**What to do**. Look for the string "ProviderReply" in the data below, and copy each line that holds it.

(Material to process Opens)

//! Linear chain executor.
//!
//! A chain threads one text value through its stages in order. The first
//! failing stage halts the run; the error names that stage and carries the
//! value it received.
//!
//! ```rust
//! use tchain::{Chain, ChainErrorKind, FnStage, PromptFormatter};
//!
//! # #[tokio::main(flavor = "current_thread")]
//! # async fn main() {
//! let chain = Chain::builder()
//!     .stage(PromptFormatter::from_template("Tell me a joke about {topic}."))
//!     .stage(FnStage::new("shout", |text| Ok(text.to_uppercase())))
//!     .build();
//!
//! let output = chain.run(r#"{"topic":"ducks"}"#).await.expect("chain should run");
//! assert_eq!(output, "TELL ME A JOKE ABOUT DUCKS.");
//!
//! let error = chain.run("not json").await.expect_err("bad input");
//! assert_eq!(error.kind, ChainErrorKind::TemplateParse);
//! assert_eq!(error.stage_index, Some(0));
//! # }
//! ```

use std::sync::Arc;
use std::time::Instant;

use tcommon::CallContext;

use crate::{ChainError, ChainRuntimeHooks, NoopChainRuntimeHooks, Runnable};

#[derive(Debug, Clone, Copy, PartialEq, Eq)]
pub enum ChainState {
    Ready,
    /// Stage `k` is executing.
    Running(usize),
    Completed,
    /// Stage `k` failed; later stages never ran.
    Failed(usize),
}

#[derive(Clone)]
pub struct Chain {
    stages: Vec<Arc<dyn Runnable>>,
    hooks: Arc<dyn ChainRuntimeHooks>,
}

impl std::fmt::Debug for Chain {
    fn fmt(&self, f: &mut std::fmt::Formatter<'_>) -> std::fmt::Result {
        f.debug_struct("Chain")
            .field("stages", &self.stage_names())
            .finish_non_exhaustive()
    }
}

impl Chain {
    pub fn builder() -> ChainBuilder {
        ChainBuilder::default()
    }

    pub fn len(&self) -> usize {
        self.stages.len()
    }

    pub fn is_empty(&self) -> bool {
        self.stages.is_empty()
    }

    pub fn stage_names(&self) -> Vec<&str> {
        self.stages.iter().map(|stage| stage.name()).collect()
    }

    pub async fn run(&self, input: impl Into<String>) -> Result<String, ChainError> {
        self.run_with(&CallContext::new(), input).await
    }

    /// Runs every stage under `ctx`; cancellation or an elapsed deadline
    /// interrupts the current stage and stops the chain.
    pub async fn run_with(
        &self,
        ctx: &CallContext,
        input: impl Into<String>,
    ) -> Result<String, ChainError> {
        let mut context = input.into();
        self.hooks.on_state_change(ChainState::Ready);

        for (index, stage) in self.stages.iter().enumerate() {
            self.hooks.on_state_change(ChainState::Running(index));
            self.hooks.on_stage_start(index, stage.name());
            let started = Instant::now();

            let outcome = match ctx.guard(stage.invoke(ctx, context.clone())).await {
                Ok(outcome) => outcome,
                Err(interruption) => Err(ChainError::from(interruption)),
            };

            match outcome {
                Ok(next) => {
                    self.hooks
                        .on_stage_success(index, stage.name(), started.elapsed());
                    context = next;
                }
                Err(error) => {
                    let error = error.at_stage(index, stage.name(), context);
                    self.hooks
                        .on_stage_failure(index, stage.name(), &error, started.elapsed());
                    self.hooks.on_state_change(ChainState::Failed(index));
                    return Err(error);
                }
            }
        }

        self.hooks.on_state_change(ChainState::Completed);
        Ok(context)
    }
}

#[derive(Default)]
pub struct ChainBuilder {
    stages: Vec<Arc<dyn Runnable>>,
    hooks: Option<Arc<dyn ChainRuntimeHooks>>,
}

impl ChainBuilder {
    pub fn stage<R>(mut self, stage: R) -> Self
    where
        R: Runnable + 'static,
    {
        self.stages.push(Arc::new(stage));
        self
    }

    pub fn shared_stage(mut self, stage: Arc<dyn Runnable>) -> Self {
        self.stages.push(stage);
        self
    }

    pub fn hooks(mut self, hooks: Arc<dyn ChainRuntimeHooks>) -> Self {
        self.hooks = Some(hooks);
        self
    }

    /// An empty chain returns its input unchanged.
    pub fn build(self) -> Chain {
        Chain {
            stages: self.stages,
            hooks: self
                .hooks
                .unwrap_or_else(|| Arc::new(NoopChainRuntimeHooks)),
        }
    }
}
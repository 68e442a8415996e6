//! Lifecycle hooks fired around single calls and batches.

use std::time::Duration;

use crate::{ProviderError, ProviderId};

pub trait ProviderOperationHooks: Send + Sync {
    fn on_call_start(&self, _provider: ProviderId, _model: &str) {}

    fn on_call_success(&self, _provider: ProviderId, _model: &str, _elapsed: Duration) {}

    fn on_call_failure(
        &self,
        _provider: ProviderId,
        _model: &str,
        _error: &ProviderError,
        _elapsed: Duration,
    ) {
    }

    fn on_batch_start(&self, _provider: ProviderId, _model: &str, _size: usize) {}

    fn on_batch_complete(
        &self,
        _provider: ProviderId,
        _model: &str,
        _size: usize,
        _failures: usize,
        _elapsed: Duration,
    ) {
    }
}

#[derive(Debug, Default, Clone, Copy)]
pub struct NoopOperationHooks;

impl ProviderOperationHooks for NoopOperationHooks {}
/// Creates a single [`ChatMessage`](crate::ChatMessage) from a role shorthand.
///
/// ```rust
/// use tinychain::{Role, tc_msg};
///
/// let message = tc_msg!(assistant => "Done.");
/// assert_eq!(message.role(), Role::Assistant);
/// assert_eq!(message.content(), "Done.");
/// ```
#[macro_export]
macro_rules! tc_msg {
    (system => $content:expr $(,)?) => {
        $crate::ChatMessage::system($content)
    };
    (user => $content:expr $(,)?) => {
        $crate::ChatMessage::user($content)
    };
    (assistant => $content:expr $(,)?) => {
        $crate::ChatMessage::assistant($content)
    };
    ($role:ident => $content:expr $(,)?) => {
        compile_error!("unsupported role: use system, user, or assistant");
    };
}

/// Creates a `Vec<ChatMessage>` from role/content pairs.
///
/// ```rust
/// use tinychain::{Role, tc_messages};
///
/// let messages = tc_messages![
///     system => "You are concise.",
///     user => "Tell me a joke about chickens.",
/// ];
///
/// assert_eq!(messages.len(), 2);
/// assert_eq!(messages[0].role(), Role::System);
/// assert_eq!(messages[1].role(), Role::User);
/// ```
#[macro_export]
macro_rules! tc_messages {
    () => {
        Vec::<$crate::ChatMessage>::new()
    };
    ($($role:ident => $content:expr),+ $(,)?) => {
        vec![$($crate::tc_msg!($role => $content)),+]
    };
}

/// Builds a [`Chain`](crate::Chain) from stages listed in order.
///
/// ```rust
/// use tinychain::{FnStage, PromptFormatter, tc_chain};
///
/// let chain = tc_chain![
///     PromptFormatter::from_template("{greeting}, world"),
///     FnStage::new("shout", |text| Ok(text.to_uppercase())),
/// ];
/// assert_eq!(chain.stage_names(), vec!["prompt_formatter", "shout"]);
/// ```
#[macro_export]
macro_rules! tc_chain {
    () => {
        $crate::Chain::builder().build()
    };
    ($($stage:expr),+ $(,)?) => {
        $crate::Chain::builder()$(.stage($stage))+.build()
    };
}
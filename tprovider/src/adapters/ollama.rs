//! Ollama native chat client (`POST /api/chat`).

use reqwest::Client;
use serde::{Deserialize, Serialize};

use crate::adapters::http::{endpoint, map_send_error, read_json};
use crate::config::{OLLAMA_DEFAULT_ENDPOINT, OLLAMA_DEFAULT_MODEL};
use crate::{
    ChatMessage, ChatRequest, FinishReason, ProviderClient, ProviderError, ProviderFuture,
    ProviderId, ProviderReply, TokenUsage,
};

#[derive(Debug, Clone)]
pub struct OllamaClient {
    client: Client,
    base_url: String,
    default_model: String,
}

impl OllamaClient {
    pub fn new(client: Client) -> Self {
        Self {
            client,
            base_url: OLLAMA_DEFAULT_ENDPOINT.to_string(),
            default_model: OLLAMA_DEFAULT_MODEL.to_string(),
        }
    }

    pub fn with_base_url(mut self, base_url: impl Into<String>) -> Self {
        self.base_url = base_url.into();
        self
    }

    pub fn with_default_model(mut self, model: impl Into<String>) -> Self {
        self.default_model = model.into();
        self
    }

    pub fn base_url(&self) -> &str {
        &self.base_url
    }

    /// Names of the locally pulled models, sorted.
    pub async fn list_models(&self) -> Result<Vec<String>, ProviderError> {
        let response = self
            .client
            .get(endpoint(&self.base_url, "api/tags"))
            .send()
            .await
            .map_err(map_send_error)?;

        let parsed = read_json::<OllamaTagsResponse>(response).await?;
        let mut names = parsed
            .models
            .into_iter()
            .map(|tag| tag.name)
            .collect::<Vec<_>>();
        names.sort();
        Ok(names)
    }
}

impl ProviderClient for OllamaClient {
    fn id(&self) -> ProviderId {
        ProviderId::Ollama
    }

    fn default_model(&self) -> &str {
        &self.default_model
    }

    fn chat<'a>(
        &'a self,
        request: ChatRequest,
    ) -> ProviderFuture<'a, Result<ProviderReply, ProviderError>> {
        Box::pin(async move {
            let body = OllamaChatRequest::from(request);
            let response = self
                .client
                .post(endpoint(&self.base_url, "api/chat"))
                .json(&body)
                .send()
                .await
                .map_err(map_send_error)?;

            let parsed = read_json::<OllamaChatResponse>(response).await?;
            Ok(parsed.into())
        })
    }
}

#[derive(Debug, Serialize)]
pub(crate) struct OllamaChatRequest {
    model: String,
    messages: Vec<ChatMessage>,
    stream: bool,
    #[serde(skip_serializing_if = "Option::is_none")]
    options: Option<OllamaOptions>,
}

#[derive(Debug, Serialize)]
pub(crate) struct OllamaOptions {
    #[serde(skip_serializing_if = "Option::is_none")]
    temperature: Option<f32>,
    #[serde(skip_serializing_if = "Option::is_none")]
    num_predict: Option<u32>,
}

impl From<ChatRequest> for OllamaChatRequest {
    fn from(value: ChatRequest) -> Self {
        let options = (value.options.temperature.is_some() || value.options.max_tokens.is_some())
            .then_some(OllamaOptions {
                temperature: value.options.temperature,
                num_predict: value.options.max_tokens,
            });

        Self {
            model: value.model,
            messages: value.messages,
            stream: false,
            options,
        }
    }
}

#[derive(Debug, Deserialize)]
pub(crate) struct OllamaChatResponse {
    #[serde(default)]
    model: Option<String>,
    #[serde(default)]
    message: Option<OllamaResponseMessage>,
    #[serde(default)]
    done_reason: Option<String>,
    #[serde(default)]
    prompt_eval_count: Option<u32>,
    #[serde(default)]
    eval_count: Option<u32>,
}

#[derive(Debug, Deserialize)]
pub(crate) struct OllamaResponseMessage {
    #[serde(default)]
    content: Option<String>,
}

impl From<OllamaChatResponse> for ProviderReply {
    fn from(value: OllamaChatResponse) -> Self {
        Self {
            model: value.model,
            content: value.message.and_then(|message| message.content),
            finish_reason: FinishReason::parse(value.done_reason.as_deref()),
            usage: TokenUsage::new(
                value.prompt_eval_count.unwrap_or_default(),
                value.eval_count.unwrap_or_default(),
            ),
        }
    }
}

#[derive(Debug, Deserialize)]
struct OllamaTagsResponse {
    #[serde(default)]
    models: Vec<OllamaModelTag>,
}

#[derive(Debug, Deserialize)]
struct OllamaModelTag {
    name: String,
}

(Material to process Closes)

**Exercise answer**.
    ProviderId, ProviderReply, TokenUsage,
    ) -> ProviderFuture<'a, Result<ProviderReply, ProviderError>> {
impl From<OllamaChatResponse> for ProviderReply {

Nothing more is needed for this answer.